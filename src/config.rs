//! Add-on and cluster configuration
//!
//! Both structs are immutable once constructed for an invocation: the CLI
//! layer validates flags, builds them, and passes them by reference into every
//! downstream call. Parameter builders in [`crate::addons`] read from them;
//! nothing in the core mutates them.

use std::path::PathBuf;

/// Cluster-facing parameters required for rendering add-on manifests.
///
/// Mirrors the command surface: manifest override directory, certificate
/// material, addressing, and image coordinates. Certificate files are carried
/// as paths only; loading them is the caller's concern.
#[derive(Debug, Clone, Default)]
pub struct AddonConfig {
    /// Directory of user-supplied manifest overrides, if any
    pub manifest_dir: Option<PathBuf>,
    /// Cluster root CA certificate file
    pub ca_cert_file: PathBuf,
    /// Cluster root CA key file
    pub ca_key_file: PathBuf,
    /// Public address of the control plane, reachable from edge nodes
    pub master_public_addr: String,
    /// Additional subject alternative names for generated certificates
    pub cert_sans: Vec<String>,
    /// Registry for edge component images
    pub image_repository: String,
    /// Version tag for edge component images
    pub version: String,
    /// Virtual address used by edge nodes to reach cluster services
    pub virtual_addr: String,
}

impl AddonConfig {
    /// Full image reference for an edge component, e.g. `flannel` ->
    /// `superedge.tencentcloudcr.com/superedge/flannel:v0.9.0`.
    pub fn image(&self, component: &str) -> String {
        format!(
            "{}/{}:{}",
            self.image_repository.trim_end_matches('/'),
            component,
            self.version
        )
    }
}

/// Networking section of the cluster configuration
#[derive(Debug, Clone, Default)]
pub struct NetworkingConfig {
    /// CIDR assigned to the pod network
    pub pod_subnet: String,
    /// CIDR assigned to cluster services
    pub service_subnet: String,
}

/// The subset of cluster configuration add-ons render against.
///
/// Resolved once per invocation by the CLI layer (kubeadm-style); add-ons
/// consume only the fields they declare and ignore the rest.
#[derive(Debug, Clone, Default)]
pub struct ClusterConfig {
    /// Cluster networking parameters
    pub networking: NetworkingConfig,
}

#[cfg(test)]
mod tests {
    use super::*;

    #[test]
    fn image_joins_repository_component_and_tag() {
        let cfg = AddonConfig {
            image_repository: "registry.local/edge".to_string(),
            version: "v1.2.3".to_string(),
            ..Default::default()
        };
        assert_eq!(cfg.image("flannel"), "registry.local/edge/flannel:v1.2.3");
    }

    #[test]
    fn image_tolerates_trailing_slash_in_repository() {
        let cfg = AddonConfig {
            image_repository: "registry.local/edge/".to_string(),
            version: "v1.2.3".to_string(),
            ..Default::default()
        };
        assert_eq!(
            cfg.image("tunnel-cloud"),
            "registry.local/edge/tunnel-cloud:v1.2.3"
        );
    }
}
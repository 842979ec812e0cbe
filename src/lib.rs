//! edgekit - add-on manager for edge Kubernetes clusters
//!
//! edgekit installs and removes optional cluster components (the flannel CNI
//! and edge-specific workloads) on an existing cluster. Each add-on is a named
//! manifest template; installing one renders the template with parameters from
//! the active configuration and reconciles the resulting resource documents
//! against the cluster API.
//!
//! # Architecture
//!
//! Install walks a tree of named phases in declaration order; each leaf phase
//! resolves its manifest (user override wins over the built-in default),
//! builds the substitution context, renders, and applies the documents with
//! create-or-update semantics. Detach reuses the same leaf components but
//! drives deletion flat and best-effort: not-found is success and per-document
//! failures never stop the remaining teardown.
//!
//! # Modules
//!
//! - [`addons`] - Per-add-on wiring (flannel, tunnel, edge-health) and the
//!   install/detach entry points
//! - [`client`] - Capability-typed cluster API client
//! - [`config`] - Add-on and cluster configuration
//! - [`flags`] - Flag identifiers shared between phases and the CLI
//! - [`manifests`] - Built-in template registry and override resolver
//! - [`phases`] - Phase workflow engine and shared run-context
//! - [`reconcile`] - Resource apply/delete reconciliation
//! - [`template`] - Manifest template rendering
//! - [`error`] - Error types

#![cfg_attr(not(test), deny(missing_docs))]

pub mod addons;
pub mod client;
pub mod config;
pub mod error;
pub mod flags;
pub mod manifests;
pub mod phases;
pub mod reconcile;
pub mod template;

pub use error::Error;

/// Result type alias using our custom Error type
pub type Result<T> = std::result::Result<T, Error>;

// =============================================================================
// Default Configuration Constants
// =============================================================================
// Defaults shared by the CLI flag definitions and test fixtures.

/// Default registry for edge component images
pub const DEFAULT_IMAGE_REPOSITORY: &str = "superedge.tencentcloudcr.com/superedge";

/// Default version tag for edge component images
pub const DEFAULT_VERSION: &str = "v0.9.0";

/// Default virtual address used by edge nodes to reach cluster services
pub const DEFAULT_VIRTUAL_ADDR: &str = "169.254.20.11";

/// Default path of the cluster root CA certificate
pub const DEFAULT_CA_CERT_PATH: &str = "/etc/kubernetes/pki/ca.crt";

/// Default path of the cluster root CA key
pub const DEFAULT_CA_KEY_PATH: &str = "/etc/kubernetes/pki/ca.key";
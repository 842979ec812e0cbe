//! Flag identifiers shared between phase declarations and the CLI
//!
//! Each phase declares which of these it consumes via
//! [`Phase::with_inherit_flags`](crate::phases::Phase::with_inherit_flags).
//! The association is static and only composes help text; it never affects
//! execution order.

/// Pod network CIDR handed to the CNI add-on
pub const POD_NETWORK_CIDR: &str = "pod-network-cidr";

/// Cluster service CIDR
pub const SERVICE_CIDR: &str = "service-cidr";

/// Registry for edge component images
pub const EDGE_IMAGE_REPOSITORY: &str = "edge-image-repository";

/// Version tag for edge component images
pub const EDGE_VERSION: &str = "edge-version";

/// Virtual address used by edge nodes to reach cluster services
pub const EDGE_VIRTUAL_ADDR: &str = "edge-virtual-addr";

/// Public address of the control plane, reachable from edge nodes
pub const MASTER_PUBLIC_ADDR: &str = "master-public-addr";

/// Directory of user-supplied manifest overrides
pub const MANIFEST_DIR: &str = "manifest-dir";

/// Cluster root CA certificate file
pub const CA_CERT: &str = "ca.cert";

/// Cluster root CA key file
pub const CA_KEY: &str = "ca.key";

/// Additional subject alternative names for generated certificates
pub const CERT_SANS: &str = "certSANs";
//! Cloud/edge tunnel add-on
//!
//! The tunnel carries apiserver traffic between the cloud control plane and
//! edge nodes that sit behind NAT. The cloud side terminates connections on a
//! NodePort; the edge daemon dials out to the control plane's public address.

use std::collections::BTreeMap;

use tracing::info;

use crate::config::{AddonConfig, ClusterConfig};
use crate::error::Error;
use crate::manifests::{ManifestRegistry, Resolver, TUNNEL_EDGE};
use crate::phases::{Phase, RunContext};
use crate::template::{ResourceDocument, TemplateEngine};
use crate::{flags, reconcile, Result};

/// Install phase for the tunnel add-on
pub fn phase() -> Phase {
    Phase::action(
        "tunnel",
        "Install the cloud/edge tunnel add-on to the cluster",
        |ctx| Box::pin(async move { install(&ctx).await }),
    )
    .with_long(
        "Install the tunnel connecting the cloud control plane with edge nodes behind NAT.",
    )
    .with_inherit_flags([
        flags::MASTER_PUBLIC_ADDR,
        flags::EDGE_VIRTUAL_ADDR,
        flags::EDGE_IMAGE_REPOSITORY,
        flags::EDGE_VERSION,
        flags::MANIFEST_DIR,
    ])
}

/// Substitution context for the tunnel manifest.
///
/// Requires the control plane's public address (edge nodes dial it) and the
/// virtual address; cert material in the config is carried by an external
/// collaborator and not rendered here.
pub fn build_params(
    _cluster: &ClusterConfig,
    config: &AddonConfig,
) -> Result<BTreeMap<String, String>> {
    if config.master_public_addr.is_empty() {
        return Err(Error::missing_parameter(
            TUNNEL_EDGE,
            flags::MASTER_PUBLIC_ADDR,
        ));
    }
    if config.virtual_addr.is_empty() {
        return Err(Error::missing_parameter(
            TUNNEL_EDGE,
            flags::EDGE_VIRTUAL_ADDR,
        ));
    }

    let mut params = BTreeMap::new();
    params.insert(
        "tunnel_cloud_image".to_string(),
        config.image("tunnel-cloud"),
    );
    params.insert("tunnel_edge_image".to_string(), config.image("tunnel-edge"));
    params.insert(
        "master_public_addr".to_string(),
        config.master_public_addr.clone(),
    );
    params.insert("virtual_addr".to_string(), config.virtual_addr.clone());
    Ok(params)
}

fn rendered_documents(ctx: &RunContext) -> Result<Vec<ResourceDocument>> {
    let params = build_params(&ctx.cluster, &ctx.config)?;
    let resolver = Resolver::new(ManifestRegistry::builtin(), ctx.config.manifest_dir.clone());
    let text = resolver.resolve(TUNNEL_EDGE)?;
    TemplateEngine::new().render(TUNNEL_EDGE, &text, &params)
}

/// Render and apply the tunnel manifest
pub async fn install(ctx: &RunContext) -> Result<()> {
    let docs = rendered_documents(ctx)?;
    reconcile::apply(ctx.client.as_ref(), &docs).await?;
    info!(addon = TUNNEL_EDGE, "add-on deployed");
    Ok(())
}

/// Render and delete the tunnel manifest, best-effort. Returns the number
/// of documents in the teardown set.
pub async fn remove(ctx: &RunContext) -> Result<usize> {
    let docs = rendered_documents(ctx)?;
    reconcile::delete(ctx.client.as_ref(), &docs).await?;
    info!(addon = TUNNEL_EDGE, "add-on removed");
    Ok(docs.len())
}
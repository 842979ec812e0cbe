//! Built-in manifest templates and the override resolver
//!
//! Every add-on has a logical manifest name and a compiled-in default
//! template. Operators may override any of them by dropping a file named
//! `<name>.yaml` into the configured manifest directory; an override wins
//! unconditionally and is returned verbatim. There is no merging of partial
//! overrides and no remote fetch.

mod edge_health;
mod flannel;
mod tunnel;

pub use edge_health::{EDGE_HEALTH, EDGE_HEALTH_YAML};
pub use flannel::{KUBE_FLANNEL, KUBE_FLANNEL_YAML};
pub use tunnel::{TUNNEL_EDGE, TUNNEL_EDGE_YAML};

use std::collections::BTreeMap;
use std::path::{Path, PathBuf};

use tracing::debug;

use crate::error::Error;
use crate::Result;

/// Read-only mapping from add-on name to built-in template text.
///
/// Populated once at construction from embedded resources and queried
/// read-only thereafter; passed into the [`Resolver`] rather than living in
/// a mutable global.
#[derive(Debug, Clone)]
pub struct ManifestRegistry {
    templates: BTreeMap<&'static str, &'static str>,
}

impl ManifestRegistry {
    /// Registry of all built-in add-on templates
    pub fn builtin() -> Self {
        let mut templates = BTreeMap::new();
        templates.insert(KUBE_FLANNEL, KUBE_FLANNEL_YAML);
        templates.insert(TUNNEL_EDGE, TUNNEL_EDGE_YAML);
        templates.insert(EDGE_HEALTH, EDGE_HEALTH_YAML);
        Self { templates }
    }

    /// Built-in template text for `name`, if registered
    pub fn get(&self, name: &str) -> Option<&'static str> {
        self.templates.get(name).copied()
    }

    /// Registered template names, in deterministic order
    pub fn names(&self) -> impl Iterator<Item = &'static str> + '_ {
        self.templates.keys().copied()
    }
}

/// Resolves an add-on name to its manifest source: on-disk override if
/// present, else the built-in default.
#[derive(Debug, Clone)]
pub struct Resolver {
    registry: ManifestRegistry,
    override_dir: Option<PathBuf>,
}

impl Resolver {
    /// Create a resolver over the given registry and optional override
    /// directory
    pub fn new(registry: ManifestRegistry, override_dir: Option<PathBuf>) -> Self {
        Self {
            registry,
            override_dir,
        }
    }

    /// Return the template text for `name`.
    ///
    /// Fails with [`Error::ManifestNotFound`] only when neither an override
    /// file nor a built-in template exists; for built-in names that indicates
    /// a packaging defect.
    pub fn resolve(&self, name: &str) -> Result<String> {
        if let Some(dir) = &self.override_dir {
            let path = override_path(dir, name);
            if path.is_file() {
                debug!(manifest = %name, path = %path.display(), "using manifest override");
                return Ok(std::fs::read_to_string(&path)?);
            }
        }

        match self.registry.get(name) {
            Some(text) => Ok(text.to_string()),
            None => Err(Error::ManifestNotFound(name.to_string())),
        }
    }
}

/// Conventional override file path for an add-on manifest
fn override_path(dir: &Path, name: &str) -> PathBuf {
    dir.join(format!("{name}.yaml"))
}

**WHAT THE EXERCISE ASKS**: The answer is each line from the entries above in which the word "between" occurs.

**SOLUTION BELOW**:
//! - [`flags`] - Flag identifiers shared between phases and the CLI
//! Flag identifiers shared between phase declarations and the CLI
//! The tunnel carries apiserver traffic between the cloud control plane and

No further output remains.